**About this task**
Give back the data in full. Leave nothing out.

**Records to process**

((

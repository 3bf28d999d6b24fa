//! Post-commit event fan-out.
//!
//! Services publish a [`DomainEvent`] only after their store commit
//! succeeded. The bus stamps each one into an [`Envelope`] with a
//! monotonically increasing sequence number and the publish time, then hands
//! it to every live receiver. Receivers that fall more than the channel
//! capacity behind lose the oldest envelopes and see `RecvError::Lagged`.

use std::sync::atomic::{AtomicU64, Ordering};

use chrono::{DateTime, Utc};
use serde::{Deserialize, Serialize};
use timekeep_core::types::{DbId, WorkDate};
use tokio::sync::broadcast;

/// Channel capacity used by [`EventBus::default`].
pub const DEFAULT_CAPACITY: usize = 1024;

/// A committed change to users or timesheets.
#[derive(Debug, Clone, PartialEq, Eq, Serialize, Deserialize)]
#[serde(tag = "type", rename_all = "snake_case")]
pub enum DomainEvent {
    UserCreated {
        user_id: DbId,
        username: String,
    },
    TimesheetBatchCreated {
        user_id: DbId,
        work_date: WorkDate,
        /// Ids assigned by the store, in request order.
        timesheet_ids: Vec<DbId>,
    },
    TimesheetBatchUpdated {
        user_id: DbId,
        start: WorkDate,
        end: WorkDate,
        /// Only the entries a request row revised.
        timesheet_ids: Vec<DbId>,
    },
    TimesheetDeleted {
        timesheet_id: DbId,
        user_id: DbId,
    },
}

impl DomainEvent {
    /// Dotted name used in logs, e.g. `timesheet.batch_created`.
    pub fn name(&self) -> &'static str {
        match self {
            Self::UserCreated { .. } => "user.created",
            Self::TimesheetBatchCreated { .. } => "timesheet.batch_created",
            Self::TimesheetBatchUpdated { .. } => "timesheet.batch_updated",
            Self::TimesheetDeleted { .. } => "timesheet.deleted",
        }
    }

    /// The user whose data changed.
    pub fn user_id(&self) -> DbId {
        match self {
            Self::UserCreated { user_id, .. }
            | Self::TimesheetBatchCreated { user_id, .. }
            | Self::TimesheetBatchUpdated { user_id, .. }
            | Self::TimesheetDeleted { user_id, .. } => *user_id,
        }
    }
}

/// What receivers get: the event plus bus-assigned ordering metadata.
#[derive(Debug, Clone, Serialize)]
pub struct Envelope {
    /// Starts at 1 and increases by one per publish on this bus.
    pub sequence: u64,
    pub published_at: DateTime<Utc>,
    pub event: DomainEvent,
}

/// Fan-out hub shared as `Arc<EventBus>` by the services.
pub struct EventBus {
    sender: broadcast::Sender<Envelope>,
    sequence: AtomicU64,
}

impl EventBus {
    pub fn new(capacity: usize) -> Self {
        let (sender, _) = broadcast::channel(capacity);
        Self {
            sender,
            sequence: AtomicU64::new(0),
        }
    }

    /// Stamp and broadcast `event`, returning how many receivers got it.
    ///
    /// Publishing with nobody listening is normal and returns 0.
    pub fn publish(&self, event: DomainEvent) -> usize {
        let envelope = Envelope {
            sequence: self.sequence.fetch_add(1, Ordering::Relaxed) + 1,
            published_at: Utc::now(),
            event,
        };
        self.sender.send(envelope).unwrap_or(0)
    }

    /// Receive every envelope published from now on.
    pub fn subscribe(&self) -> broadcast::Receiver<Envelope> {
        self.sender.subscribe()
    }
}

impl Default for EventBus {
    fn default() -> Self {
        Self::new(DEFAULT_CAPACITY)
    }
}

#[cfg(test)]
mod tests {
    use super::*;

    fn batch_created(ids: Vec<DbId>) -> DomainEvent {
        DomainEvent::TimesheetBatchCreated {
            user_id: 7,
            work_date: "2024-07-01".parse().unwrap(),
            timesheet_ids: ids,
        }
    }

    #[tokio::test]
    async fn envelopes_are_numbered_in_publish_order() {
        let bus = EventBus::default();
        let mut rx = bus.subscribe();

        bus.publish(batch_created(vec![1, 2]));
        bus.publish(DomainEvent::TimesheetDeleted {
            timesheet_id: 2,
            user_id: 7,
        });

        let first = rx.recv().await.unwrap();
        let second = rx.recv().await.unwrap();
        assert_eq!((first.sequence, second.sequence), (1, 2));
        assert_eq!(first.event, batch_created(vec![1, 2]));
        assert!(first.published_at <= second.published_at);
    }

    #[tokio::test]
    async fn every_receiver_sees_the_event() {
        let bus = EventBus::default();
        let mut a = bus.subscribe();
        let mut b = bus.subscribe();

        let event = DomainEvent::UserCreated {
            user_id: 5,
            username: "grace".into(),
        };
        assert_eq!(bus.publish(event.clone()), 2);

        assert_eq!(a.recv().await.unwrap().event, event);
        assert_eq!(b.recv().await.unwrap().event, event);
    }

    #[test]
    fn publish_without_receivers_still_advances_sequence() {
        let bus = EventBus::default();
        assert_eq!(bus.publish(batch_created(vec![])), 0);

        let mut rx = bus.subscribe();
        bus.publish(batch_created(vec![3]));
        assert_eq!(rx.try_recv().unwrap().sequence, 2);
    }

    #[test]
    fn name_and_user_follow_the_variant() {
        let event = DomainEvent::TimesheetBatchUpdated {
            user_id: 3,
            start: "2024-06-01".parse().unwrap(),
            end: "2024-06-30".parse().unwrap(),
            timesheet_ids: vec![10],
        };
        assert_eq!(event.name(), "timesheet.batch_updated");
        assert_eq!(event.user_id(), 3);
    }

    #[test]
    fn serializes_with_type_tag() {
        let json = serde_json::to_value(DomainEvent::TimesheetDeleted {
            timesheet_id: 4,
            user_id: 1,
        })
        .unwrap();
        assert_eq!(json["type"], "timesheet_deleted");
        assert_eq!(json["timesheet_id"], 4);
    }
}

))

**Final answer**
repository 3bf28d999d6b24fa
//! Post-commit event fan-out.
//!
//! Services publish a [`DomainEvent`] only after their store commit
//! succeeded. The bus stamps each one into an [`Envelope`] with a
//! monotonically increasing sequence number and the publish time, then hands
//! it to every live receiver. Receivers that fall more than the channel
//! capacity behind lose the oldest envelopes and see `RecvError::Lagged`.

use std::sync::atomic::{AtomicU64, Ordering};

use chrono::{DateTime, Utc};
use serde::{Deserialize, Serialize};
use timekeep_core::types::{DbId, WorkDate};
use tokio::sync::broadcast;

/// Channel capacity used by [`EventBus::default`].
pub const DEFAULT_CAPACITY: usize = 1024;

/// A committed change to users or timesheets.
#[derive(Debug, Clone, PartialEq, Eq, Serialize, Deserialize)]
#[serde(tag = "type", rename_all = "snake_case")]
pub enum DomainEvent {
    UserCreated {
        user_id: DbId,
        username: String,
    },
    TimesheetBatchCreated {
        user_id: DbId,
        work_date: WorkDate,
        /// Ids assigned by the store, in request order.
        timesheet_ids: Vec<DbId>,
    },
    TimesheetBatchUpdated {
        user_id: DbId,
        start: WorkDate,
        end: WorkDate,
        /// Only the entries a request row revised.
        timesheet_ids: Vec<DbId>,
    },
    TimesheetDeleted {
        timesheet_id: DbId,
        user_id: DbId,
    },
}

impl DomainEvent {
    /// Dotted name used in logs, e.g. `timesheet.batch_created`.
    pub fn name(&self) -> &'static str {
        match self {
            Self::UserCreated { .. } => "user.created",
            Self::TimesheetBatchCreated { .. } => "timesheet.batch_created",
            Self::TimesheetBatchUpdated { .. } => "timesheet.batch_updated",
            Self::TimesheetDeleted { .. } => "timesheet.deleted",
        }
    }

    /// The user whose data changed.
    pub fn user_id(&self) -> DbId {
        match self {
            Self::UserCreated { user_id, .. }
            | Self::TimesheetBatchCreated { user_id, .. }
            | Self::TimesheetBatchUpdated { user_id, .. }
            | Self::TimesheetDeleted { user_id, .. } => *user_id,
        }
    }
}

/// What receivers get: the event plus bus-assigned ordering metadata.
#[derive(Debug, Clone, Serialize)]
pub struct Envelope {
    /// Starts at 1 and increases by one per publish on this bus.
    pub sequence: u64,
    pub published_at: DateTime<Utc>,
    pub event: DomainEvent,
}

/// Fan-out hub shared as `Arc<EventBus>` by the services.
pub struct EventBus {
    sender: broadcast::Sender<Envelope>,
    sequence: AtomicU64,
}

impl EventBus {
    pub fn new(capacity: usize) -> Self {
        let (sender, _) = broadcast::channel(capacity);
        Self {
            sender,
            sequence: AtomicU64::new(0),
        }
    }

    /// Stamp and broadcast `event`, returning how many receivers got it.
    ///
    /// Publishing with nobody listening is normal and returns 0.
    pub fn publish(&self, event: DomainEvent) -> usize {
        let envelope = Envelope {
            sequence: self.sequence.fetch_add(1, Ordering::Relaxed) + 1,
            published_at: Utc::now(),
            event,
        };
        self.sender.send(envelope).unwrap_or(0)
    }

    /// Receive every envelope published from now on.
    pub fn subscribe(&self) -> broadcast::Receiver<Envelope> {
        self.sender.subscribe()
    }
}

impl Default for EventBus {
    fn default() -> Self {
        Self::new(DEFAULT_CAPACITY)
    }
}

#[cfg(test)]
mod tests {
    use super::*;

    fn batch_created(ids: Vec<DbId>) -> DomainEvent {
        DomainEvent::TimesheetBatchCreated {
            user_id: 7,
            work_date: "2024-07-01".parse().unwrap(),
            timesheet_ids: ids,
        }
    }

    #[tokio::test]
    async fn envelopes_are_numbered_in_publish_order() {
        let bus = EventBus::default();
        let mut rx = bus.subscribe();

        bus.publish(batch_created(vec![1, 2]));
        bus.publish(DomainEvent::TimesheetDeleted {
            timesheet_id: 2,
            user_id: 7,
        });

        let first = rx.recv().await.unwrap();
        let second = rx.recv().await.unwrap();
        assert_eq!((first.sequence, second.sequence), (1, 2));
        assert_eq!(first.event, batch_created(vec![1, 2]));
        assert!(first.published_at <= second.published_at);
    }

    #[tokio::test]
    async fn every_receiver_sees_the_event() {
        let bus = EventBus::default();
        let mut a = bus.subscribe();
        let mut b = bus.subscribe();

        let event = DomainEvent::UserCreated {
            user_id: 5,
            username: "grace".into(),
        };
        assert_eq!(bus.publish(event.clone()), 2);

        assert_eq!(a.recv().await.unwrap().event, event);
        assert_eq!(b.recv().await.unwrap().event, event);
    }

    #[test]
    fn publish_without_receivers_still_advances_sequence() {
        let bus = EventBus::default();
        assert_eq!(bus.publish(batch_created(vec![])), 0);

        let mut rx = bus.subscribe();
        bus.publish(batch_created(vec![3]));
        assert_eq!(rx.try_recv().unwrap().sequence, 2);
    }

    #[test]
    fn name_and_user_follow_the_variant() {
        let event = DomainEvent::TimesheetBatchUpdated {
            user_id: 3,
            start: "2024-06-01".parse().unwrap(),
            end: "2024-06-30".parse().unwrap(),
            timesheet_ids: vec![10],
        };
        assert_eq!(event.name(), "timesheet.batch_updated");
        assert_eq!(event.user_id(), 3);
    }

    #[test]
    fn serializes_with_type_tag() {
        let json = serde_json::to_value(DomainEvent::TimesheetDeleted {
            timesheet_id: 4,
            user_id: 1,
        })
        .unwrap();
        assert_eq!(json["type"], "timesheet_deleted");
        assert_eq!(json["timesheet_id"], 4);
    }
}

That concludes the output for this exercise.